**Work request**: Starting at the top of the entries, restate word for word each line up to and including the one with "## One-sided error".
^^^^^^^^
//! Count-Min Sketch estimates how many times each key was inserted using a
//! `height x width` matrix of counters and one independent hash per row.
//!
//! # Data-structure design rationale
//!
//! ## One-sided error
//! Every insert increments one counter per row, so a counter holds the true
//! count of the key plus the counts of all keys colliding with it in that row.
//! Taking the minimum over rows can only overestimate, never underestimate.
//!
//! ## Conservative update
//! [`CountMinSketch::conservative_insert`] raises each row's counter only up to
//! `estimate + 1`, which keeps the same lower-bound guarantee while reducing
//! overcounting for colliding keys.
//!
//! ## Data storage format
//! Counters are stored in one contiguous `Box<[T]>` where row `i`, column `j`
//! lives at `i * width + j`. Row hash parameters live in the hashing strategy
//! `H`, which is chosen at compile time so the hot path has no dynamic dispatch.
//!
//! ## Capacity
//! Counter overflow is not detected: increments wrap. Pick a counter type
//! wide enough for the expected maximum per-key count.

use std::fmt::{Debug, Formatter};
use std::marker::PhantomData;
use std::mem::{size_of, size_of_val};

use bytemuck::{bytes_of, NoUninit};
use rand::Rng;

use crate::error::SketchError;
use crate::row_hash::{ModuloHashing, RowHashing, SeededHashing};

/// Count-Min Sketch using universal `(a * sig + b) mod p` row hashing
pub type ModuloCountMinSketch<K, T = u32> = CountMinSketch<K, T, ModuloHashing>;
/// Count-Min Sketch using the seeded mixing hash per row
pub type SeededCountMinSketch<K, T = u32> = CountMinSketch<K, T, SeededHashing>;

/// Counter stored in a Count-Min Sketch cell
pub trait Counter: Copy + Ord + Default + Debug {
    const MAX: Self;

    /// Add one, wrapping on overflow
    fn increment(self) -> Self;

    fn to_f64(self) -> f64;
}

macro_rules! impl_counter {
    ($($t:ty => |$v:ident| $conv:expr;)*) => {$(
        impl Counter for $t {
            const MAX: Self = <$t>::MAX;

            #[inline]
            fn increment(self) -> Self {
                self.wrapping_add(1)
            }

            #[inline]
            fn to_f64(self) -> f64 {
                let $v = self;
                $conv
            }
        }
    )*};
}

impl_counter! {
    u8 => |v| f64::from(v);
    u16 => |v| f64::from(v);
    u32 => |v| f64::from(v);
    u64 => |v| v as f64;
    i8 => |v| f64::from(v);
    i16 => |v| f64::from(v);
    i32 => |v| f64::from(v);
    i64 => |v| v as f64;
}

/// Largest counter matrix a slice can index
const MAX_COUNTERS: usize = isize::MAX as usize;

/// Counter matrix dimensions
#[derive(Clone, Copy, Debug, PartialEq, Eq)]
pub struct Dimensions {
    pub width: usize,
    pub height: usize,
}

impl Dimensions {
    /// Size a sketch so that, with probability `1 - delta`, an estimate exceeds
    /// the true count by at most `epsilon` times the total number of inserts.
    ///
    /// `width = ceil(e / epsilon)` and `height = ceil(ln(1 / delta))`.
    ///
    /// An `epsilon` so small that the `width * height` counter matrix cannot be
    /// addressed is rejected as invalid.
    pub fn from_error_bounds(epsilon: f64, delta: f64) -> Result<Self, SketchError> {
        for (name, value) in [("epsilon", epsilon), ("delta", delta)] {
            if !(value > 0.0 && value < 1.0) {
                return Err(SketchError::InvalidErrorBound { name, value });
            }
        }
        let height = ((1.0 / delta).ln().ceil() as usize).max(1);
        let width = (std::f64::consts::E / epsilon).ceil();
        if width >= MAX_COUNTERS as f64
            || (width as usize)
                .checked_mul(height)
                .map_or(true, |cells| cells > MAX_COUNTERS)
        {
            return Err(SketchError::InvalidErrorBound {
                name: "epsilon",
                value: epsilon,
            });
        }
        Ok(Self {
            width: width as usize,
            height,
        })
    }
}

pub struct CountMinSketch<K, T, H> {
    width: usize,
    height: usize,
    /// Row-major `height * width` counters
    counters: Box<[T]>,
    hashing: H,
    _key: PhantomData<fn(&K)>,
}

impl<K: NoUninit, T: Counter, H: RowHashing> CountMinSketch<K, T, H> {
    /// Creates new sketch with `height` rows of `width` counters, drawing row
    /// hash parameters from `rng`.
    ///
    /// # Panics
    ///
    /// Panics if `width` or `height` is zero.
    pub fn new<R: Rng + ?Sized>(width: usize, height: usize, rng: &mut R) -> Self {
        assert!(width > 0, "count-min sketch width must be non-zero");
        assert!(height > 0, "count-min sketch height must be non-zero");

        let sketch = Self {
            width,
            height,
            counters: vec![T::default(); width * height].into_boxed_slice(),
            hashing: H::with_rows(height, rng),
            _key: PhantomData,
        };
        tracing::debug!(width, height, size = sketch.size_of(), "created count-min sketch");
        sketch
    }

    /// Creates new sketch with the given dimensions
    pub fn with_dimensions<R: Rng + ?Sized>(dims: Dimensions, rng: &mut R) -> Self {
        Self::new(dims.width, dims.height, rng)
    }

    /// Return estimated number of insertions of `key`
    #[inline]
    pub fn estimate(&self, key: &K) -> T {
        self.estimate_bytes(bytes_of(key))
    }

    /// Increment the counter `key` hashes to in every row
    #[inline]
    pub fn insert(&mut self, key: &K) {
        self.insert_bytes(bytes_of(key))
    }

    /// Raise the counter `key` hashes to in every row to at least `estimate + 1`
    #[inline]
    pub fn conservative_insert(&mut self, key: &K) {
        self.conservative_insert_bytes(bytes_of(key))
    }

    /// Return number of counters per row
    #[inline]
    pub fn width(&self) -> usize {
        self.width
    }

    /// Return number of rows
    #[inline]
    pub fn height(&self) -> usize {
        self.height
    }

    /// Return hashing strategy with its row parameters
    #[inline]
    pub fn hashing(&self) -> &H {
        &self.hashing
    }

    /// Return counters of row `i`
    ///
    /// # Panics
    ///
    /// Panics if `i >= height`.
    pub fn row(&self, i: usize) -> &[T] {
        &self.counters[i * self.width..(i + 1) * self.width]
    }

    /// Return memory size of `CountMinSketch`
    pub fn size_of(&self) -> usize {
        size_of::<Self>() + size_of_val(&*self.counters) + self.hashing.heap_size()
    }

    #[inline]
    pub(crate) fn estimate_bytes(&self, key: &[u8]) -> T {
        cells(&self.hashing, self.width, key)
            .map(|idx| self.counters[idx])
            .min()
            .unwrap_or(T::MAX)
    }

    #[inline]
    pub(crate) fn insert_bytes(&mut self, key: &[u8]) {
        for idx in cells(&self.hashing, self.width, key) {
            let c = &mut self.counters[idx];
            *c = c.increment();
        }
    }

    #[inline]
    pub(crate) fn conservative_insert_bytes(&mut self, key: &[u8]) {
        let new_value = self.estimate_bytes(key).increment();
        for idx in cells(&self.hashing, self.width, key) {
            let c = &mut self.counters[idx];
            if *c < new_value {
                *c = new_value;
            }
        }
    }
}

impl<K, T, H: PartialEq> PartialEq for CountMinSketch<K, T, H>
where
    T: PartialEq,
{
    /// Compare dimensions, hash parameters and counters
    fn eq(&self, rhs: &Self) -> bool {
        self.width == rhs.width
            && self.height == rhs.height
            && self.hashing == rhs.hashing
            && self.counters == rhs.counters
    }
}

impl<K: NoUninit, T: Counter, H: RowHashing> Debug for CountMinSketch<K, T, H> {
    fn fmt(&self, f: &mut Formatter<'_>) -> std::fmt::Result {
        write!(
            f,
            "{{ width: {}, height: {}, size: {} }}",
            self.width,
            self.height,
            self.size_of()
        )
    }
}

/// Flat counter index for each row `key` hashes to.
///
/// Takes the strategy and width instead of the sketch so callers can hold
/// a mutable borrow of the counters at the same time.
#[inline]
fn cells<'a, H: RowHashing>(
    hashing: &'a H,
    width: usize,
    key: &'a [u8],
) -> impl Iterator<Item = usize> + 'a {
    hashing
        .row_hashes(key)
        .enumerate()
        .map(move |(row, h)| row * width + (h % width as u64) as usize)
}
^^^^^^^^
**Solution to the problem**:
//! Count-Min Sketch estimates how many times each key was inserted using a
//! `height x width` matrix of counters and one independent hash per row.
//!
//! # Data-structure design rationale
//!
//! ## One-sided error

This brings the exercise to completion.